Right from the bus and into the classroom. Jack spent mornings teaching social studies and reading. At St. Mary Magdalen, he shared his students with Mrs. DiMuzio, Mrs. Kingston, Mrs. Luongo, Sister David Ann and Mrs. McMenamin. He was truly a man blessed among women. He thought he kept the ladies in check, but they had the upper hand. Oh and I can’t forget the stout, slow-moving, and spectacled Sister Michael, a 110-year-old nun of sharp tongue and quick wit. Mr. Collins always showed her complete respect with a dash of humor and made damn sure that we followed his example.

Students and athletes looked up to him. We only had last names. If you had a problem with Mr. Collins, it wasn’t personal.
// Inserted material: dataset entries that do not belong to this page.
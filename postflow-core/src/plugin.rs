//! Custom operator plugins.
//!
//! User-authored operators are compiled into shared objects and registered
//! with a host engine through a `load_operators` entry point. The engine
//! then invokes them like built-ins: pin values arrive through the same call
//! namespace as client-initiated traffic, the operator reads its inputs,
//! computes and writes its outputs.
//!
//! ```ignore
//! #[no_mangle]
//! pub extern "C" fn load_operators(registry: *mut OperatorRegistry) {
//!     let registry = unsafe { &mut *registry };
//!     registry.record_operator(Box::new(EasyStatistics));
//! }
//! ```

use std::path::Path;

use fnv::FnvHashMap;
use libloading::{Library, Symbol};

use crate::binding::call::CallValue;
use crate::error::{Error, Result};
use crate::operator::specification::Specification;
use crate::operator::PinValue;
use crate::{Float, Id};

/// Exported symbol a plugin shared object must define.
pub const LOAD_ENTRY_POINT: &[u8] = b"load_operators";

/// Signature of the plugin entry point.
pub type LoadFn = unsafe extern "C" fn(registry: *mut OperatorRegistry);

/// A user-authored operator.
///
/// `run` reads inputs and writes outputs through the context; returning
/// `Ok(())` marks the evaluation succeeded, any error surfaces to the caller
/// as a typed engine error attributed to this operator.
pub trait CustomOperator: Send + Sync {
    /// Registered operator name, e.g. `my_plugin::easy_statistics`.
    fn name(&self) -> &str;

    fn specification(&self) -> Specification;

    fn run(&self, context: &mut OperatorContext) -> Result<()>;
}

/// Pin values of one invocation of a custom operator.
///
/// Input entities arrive as owned references; wrapping and dropping them
/// releases the engine-side reference taken for this invocation.
pub struct OperatorContext {
    inputs: FnvHashMap<i32, CallValue>,
    outputs: FnvHashMap<i32, CallValue>,
}

impl OperatorContext {
    pub fn new(inputs: FnvHashMap<i32, CallValue>) -> Self {
        Self {
            inputs,
            outputs: FnvHashMap::default(),
        }
    }

    pub fn input(&self, pin: i32) -> Result<&CallValue> {
        self.inputs.get(&pin).ok_or_else(|| {
            Error::validation(format!("no value connected to input pin {}", pin))
        })
    }

    pub fn input_int(&self, pin: i32) -> Result<Id> {
        match self.input(pin)? {
            CallValue::Int(v) => Ok(*v),
            other => Err(self.mismatch("int", other)),
        }
    }

    pub fn input_double(&self, pin: i32) -> Result<Float> {
        match self.input(pin)? {
            CallValue::Double(v) => Ok(*v),
            other => Err(self.mismatch("double", other)),
        }
    }

    pub fn input_string(&self, pin: i32) -> Result<&str> {
        match self.input(pin)? {
            CallValue::Str(v) => Ok(v),
            other => Err(self.mismatch("string", other)),
        }
    }

    pub fn input_double_vec(&self, pin: i32) -> Result<&[Float]> {
        match self.input(pin)? {
            CallValue::DoubleVec(v) => Ok(v),
            other => Err(self.mismatch("vector<double>", other)),
        }
    }

    /// Raw entity reference connected to `pin`, as a (kind, handle) pair.
    pub fn input_entity(&self, pin: i32) -> Result<(crate::EntityKind, crate::HandleId)> {
        match self.input(pin)? {
            CallValue::Entity { kind, handle } => Ok((*kind, *handle)),
            other => Err(self.mismatch("entity", other)),
        }
    }

    fn mismatch(&self, expected: &str, actual: &CallValue) -> Error {
        Error::TypeMismatch {
            expected: expected.to_string(),
            actual: actual.type_name().to_string(),
        }
    }

    /// Writes an output pin. Upstream references are not meaningful inside a
    /// custom operator and are rejected.
    pub fn set_output(&mut self, pin: i32, value: impl Into<PinValue>) -> Result<()> {
        let value = value.into().into_call_value()?;
        if let CallValue::Upstream { .. } = value {
            return Err(Error::validation(
                "a custom operator output must be a literal or an entity",
            ));
        }
        self.outputs.insert(pin, value);
        Ok(())
    }

    pub fn outputs(&self) -> &FnvHashMap<i32, CallValue> {
        &self.outputs
    }

    pub fn into_outputs(self) -> FnvHashMap<i32, CallValue> {
        self.outputs
    }
}

/// Registry of custom operators known to a host.
///
/// Loaded libraries stay resident for the registry's lifetime; dropping the
/// registry while the engine still routes calls to a plugin is undefined.
#[derive(Default)]
pub struct OperatorRegistry {
    operators: FnvHashMap<String, Box<dyn CustomOperator>>,
    libraries: Vec<Library>,
}

impl OperatorRegistry {
    pub fn new() -> Self {
        Self::default()
    }

    /// Records one operator class. Called by plugin entry points; also
    /// usable directly for operators compiled into the host.
    pub fn record_operator(&mut self, operator: Box<dyn CustomOperator>) {
        debug!("recorded custom operator `{}`", operator.name());
        self.operators.insert(operator.name().to_string(), operator);
    }

    /// Loads a plugin shared object and runs its `load_operators` entry
    /// point against this registry.
    pub fn load_plugin(&mut self, path: impl AsRef<Path>) -> Result<()> {
        let path = path.as_ref();
        let library = unsafe { Library::new(path) }
            .map_err(|e| Error::Transport(format!("cannot load plugin `{}`: {}", path.display(), e)))?;
        {
            let entry: Symbol<LoadFn> = unsafe { library.get(LOAD_ENTRY_POINT) }.map_err(|e| {
                Error::UnsupportedOperation(format!(
                    "plugin `{}` exposes no `load_operators` entry point: {}",
                    path.display(),
                    e
                ))
            })?;
            unsafe { entry(self as *mut _) };
        }
        info!("loaded plugin `{}`", path.display());
        self.libraries.push(library);
        Ok(())
    }

    pub fn names(&self) -> impl Iterator<Item = &str> {
        self.operators.keys().map(|n| n.as_str())
    }

    pub fn contains(&self, name: &str) -> bool {
        self.operators.contains_key(name)
    }

    pub fn specification(&self, name: &str) -> Option<Specification> {
        self.operators.get(name).map(|op| op.specification())
    }

    /// Invokes a registered operator, attributing failures to it.
    pub fn run(&self, name: &str, context: &mut OperatorContext) -> Result<()> {
        let operator = self.operators.get(name).ok_or_else(|| {
            Error::UnsupportedOperation(format!("no custom operator named `{}`", name))
        })?;
        operator.run(context).map_err(|e| match e {
            Error::Engine { .. } => e,
            other => Error::Engine {
                message: other.to_string(),
                operator: name.to_string(),
                backtrace: String::new(),
            },
        })
    }
}

#[cfg(test)]
mod tests {
    use super::*;
    use crate::operator::specification::PinSpecification;

    struct Doubler;

    impl CustomOperator for Doubler {
        fn name(&self) -> &str {
            "test::doubler"
        }

        fn specification(&self) -> Specification {
            Specification::new("doubles a scalar")
                .with_input(0, PinSpecification::new("value", &["double"], "input scalar"))
                .with_output(0, PinSpecification::new("value", &["double"], "doubled scalar"))
        }

        fn run(&self, context: &mut OperatorContext) -> Result<()> {
            let v = context.input_double(0)?;
            context.set_output(0, v * 2.0)
        }
    }

    #[test]
    fn recorded_operator_runs_through_registry() {
        let mut registry = OperatorRegistry::new();
        registry.record_operator(Box::new(Doubler));
        assert!(registry.contains("test::doubler"));

        let mut inputs = FnvHashMap::default();
        inputs.insert(0, CallValue::Double(21.0));
        let mut ctx = OperatorContext::new(inputs);
        registry.run("test::doubler", &mut ctx).unwrap();
        assert_eq!(ctx.outputs().get(&0), Some(&CallValue::Double(42.0)));
    }

    #[test]
    fn failures_are_attributed_to_the_operator() {
        let mut registry = OperatorRegistry::new();
        registry.record_operator(Box::new(Doubler));

        let mut ctx = OperatorContext::new(FnvHashMap::default());
        match registry.run("test::doubler", &mut ctx) {
            Err(Error::Engine { operator, .. }) => assert_eq!(operator, "test::doubler"),
            other => panic!("expected engine error, got {:?}", other),
        }
    }
}
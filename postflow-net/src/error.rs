//! Error types.

pub type Result<T> = core::result::Result<T, Error>;

/// Errors occurring at the wire level.
///
/// The binding seam converts these into the core taxonomy; user code above
/// `EngineBinding` only ever sees `postflow_core::Error`.
#[derive(thiserror::Error, Debug)]
pub enum Error {
    #[error("timed out after {0} ms")]
    TimedOut(u64),

    #[error("host unreachable: {0}")]
    HostUnreachable(String),

    #[error("malformed endpoint `{endpoint}`: {reason}")]
    MalformedEndpoint { endpoint: String, reason: String },

    #[error("transport unavailable: {0}")]
    TransportUnavailable(String),

    #[error("protocol violation: {0}")]
    Protocol(String),

    #[error("frame of {0} bytes exceeds the wire limit")]
    OversizedFrame(usize),

    #[error("io error: {0}")]
    Io(#[from] std::io::Error),

    #[error("bincode error: {0}")]
    Bincode(#[from] bincode::Error),

    #[cfg(feature = "msgpack_encoding")]
    #[error("msgpack decode error: {0}")]
    RmpDecode(#[from] rmp_serde::decode::Error),
    #[cfg(feature = "msgpack_encoding")]
    #[error("msgpack encode error: {0}")]
    RmpEncode(#[from] rmp_serde::encode::Error),

    #[cfg(feature = "json_encoding")]
    #[error("json error: {0}")]
    Json(#[from] serde_json::Error),

    #[error(transparent)]
    Core(#[from] postflow_core::Error),
}

impl From<Error> for postflow_core::Error {
    fn from(e: Error) -> Self {
        match e {
            Error::Core(inner) => inner,
            Error::TimedOut(ms) => postflow_core::Error::TransportTimeout(ms),
            other => postflow_core::Error::Transport(other.to_string()),
        }
    }
}
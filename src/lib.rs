//! A whole-program compiler for a small, statically typed, C-like
//! language.  The output is a 32-bit x86 assembly listing in flat
//! assembler syntax, linkable against the C runtime's `scanf` and
//! `printf` for integer input and output.
//!
//! See the `src/bin` directory for the executable program using this
//! library; the library entry point is [compile].

pub mod common;
pub mod front;
pub mod middle;
pub mod back;

pub use back::codegen::compile;
pub use common::{CompileError, ErrorKind, Location};
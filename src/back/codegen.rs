//! The code generator.
//!
//! Compilation runs in two phases over the parsed declarations:
//!
//! 1. *Registration* walks the top level and builds the symbol tables:
//!    globals with their folded initializers, functions with their
//!    signatures and bodies.  The `_read` and `_write` intrinsics are
//!    pre-registered so calls to them resolve like any other.
//! 2. *Generation* walks each user function's body, emitting instructions
//!    into a scratch buffer that is spliced between the prologue and
//!    epilogue once the function's ever-used register set is known.
//!
//! Expression compilation is template-style: every subexpression yields a
//! [Value] naming where its result lives, and moves and casts between
//! values perform the implicit and explicit integer conversions.  The
//! calling convention is cdecl with a pre-subtracted argument frame, so
//! arguments are stored left-to-right into `[esp+4*i]` slots.

use tracing::{debug, trace};

use crate::common::{id, ErrorKind, Id, Location, Map, Result};
use crate::front::ast::{ArgDecl, BinOp, Decl, Expr, Program, Stmt, TypeExpr};
use crate::front::parse;
use crate::middle::fold_expr;

use super::asm::{mangle, operand, Asm};
use super::regs::{Register, Registers, RETURN_REGISTER};
use super::types::{self, IntType, Type};
use super::value::Value;

/// Compile one source unit into an assembly listing.
pub fn compile(source: &str, file_name: &str) -> Result<String> {
    let program = parse(source, file_name)?;
    Codegen::new().run(&program)
}

/// A registered global variable.
struct Global {
    symbol: Id,
    ty: IntType,
    /// The folded initializer, rendered as the data directive's operand.
    value_text: String,
}

/// A registered function.  Intrinsics carry no body; their assembly is
/// part of the fixed listing boilerplate.
struct Function<'a> {
    location: Location,
    symbol: Id,
    return_ty: Option<IntType>,
    args: Vec<Arg>,
    body: Option<&'a [Stmt]>,
}

struct Arg {
    ty: IntType,
    name: Id,
}

pub struct Codegen<'a> {
    asm: Asm,
    regs: Registers,
    globals: Vec<Global>,
    functions: Vec<Function<'a>>,
    /// Source name to table index, for symbol lookup.  Iteration order of
    /// the tables themselves is insertion order.
    global_names: Map<Id, usize>,
    function_names: Map<Id, usize>,
    /// The function currently being generated.
    current: Option<usize>,
    /// Set when a non-final `return` jumps to the function's ending label.
    needs_end_label: bool,
}
//! the main compiler binary. takes a source file and an optional output
//! format (the assembly listing by default), and prints the result to
//! standard output.
//!
//! run with `--help` for more info.

use std::process::ExitCode;

use clap::{Parser, ValueEnum};
use tracing_subscriber::EnvFilter;

use minic::common::CompileError;
use minic::front::lex::Lexer;
use minic::front::parse;

#[derive(Debug, Parser)]
#[command(version, about, long_about = None)]
struct Args {
    /// the input file
    file: String,
    /// the output format
    #[arg(value_enum, short, long, default_value_t = Output::Asm)]
    out: Output,
}

#[derive(Copy, Clone, Debug, PartialEq, Eq, PartialOrd, Ord, Hash, ValueEnum)]
enum Output {
    /// the list of tokens with their locations
    Tokens,
    /// the ast data structure
    Ast,
    /// the resulting assembly code
    Asm,
}

fn run(args: &Args, input: &str) -> Result<(), CompileError> {
    use Output::*;

    match args.out {
        Tokens => {
            let mut lexer = Lexer::new(input, &args.file);
            while !lexer.reached_end() {
                lexer.advance()?;
                if let Some(token) = lexer.current() {
                    println!("{}: {token}", token.location);
                }
            }
        }
        Ast => {
            println!("{:#?}", parse(input, &args.file)?);
        }
        Asm => {
            println!("{}", minic::compile(input, &args.file)?);
        }
    }
    Ok(())
}

fn main() -> ExitCode {
    tracing_subscriber::fmt()
        .with_env_filter(EnvFilter::from_default_env())
        .with_writer(std::io::stderr)
        .init();

    let args = Args::parse();
    let input = match std::fs::read_to_string(&args.file) {
        Ok(input) => input,
        Err(error) => {
            eprintln!("error: cannot read {}: {error}", args.file);
            return ExitCode::FAILURE;
        }
    };

    match run(&args, &input) {
        Ok(()) => ExitCode::SUCCESS,
        Err(error) => {
            eprintln!("error: {error}");
            ExitCode::FAILURE
        }
    }
}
You probably didn’t study hard enough. Maybe you didn’t give it your all at practice. He held you accountable.

He ate lunch in our classroom. Twenty minutes later, it was time for recess and intramural football. As the league commissioner and referee, he ran an 8-classroom league complete with standings. When the bell rang, regardless of the score, he clasped his hands up high and bellowed, “Ballgame!” Head and shoulders above us, he led us back to class with a twinkle in his eye and a grin of satisfaction. No sympathy for the losing team.

Afternoons were for “Current Events Trivia.” Girls against the boys. If you knew the president of Peru or the secretary of state, you might be the champs. If not, you were a chump.

Exams were hand-written in purple ink. Jack didn’t care about aesthetics, just material. Fill-in-the-blanks, multiple choice and matching with extra points for knowing the score of the girls’ basketball game the day before. You should have been at the game to support the team.

One night Jack arrived home late from a game and found a bowl full of meatballs in the fridge. When he complimented his wife on her great cooking, she said, “Jack, that was the dog’s food!” The next day he had a special snack in his brown lunch bag. As he sat at his big metal desk, he shook his head with a chuckle, held up the dog biscuit and told us about his dinner. He taught us not to take ourselves too seriously.

Monica, one of my classmates who played basketball for Mr. Collins, summed it up well:

“Honestly, outside of my dad, he was the biggest male influence on my young life, and certainly remains a huge influence as an adult.”

He was a leader. He treated us like adults. He told us stories about his grade school. He was simultaneously in charge of us and one of us.

With Jack Collins, it all boiled down to what was important for his students: Teaching them to prepare. Teaching them to compete. Teaching them how to participate with respect and compassion in the game of life.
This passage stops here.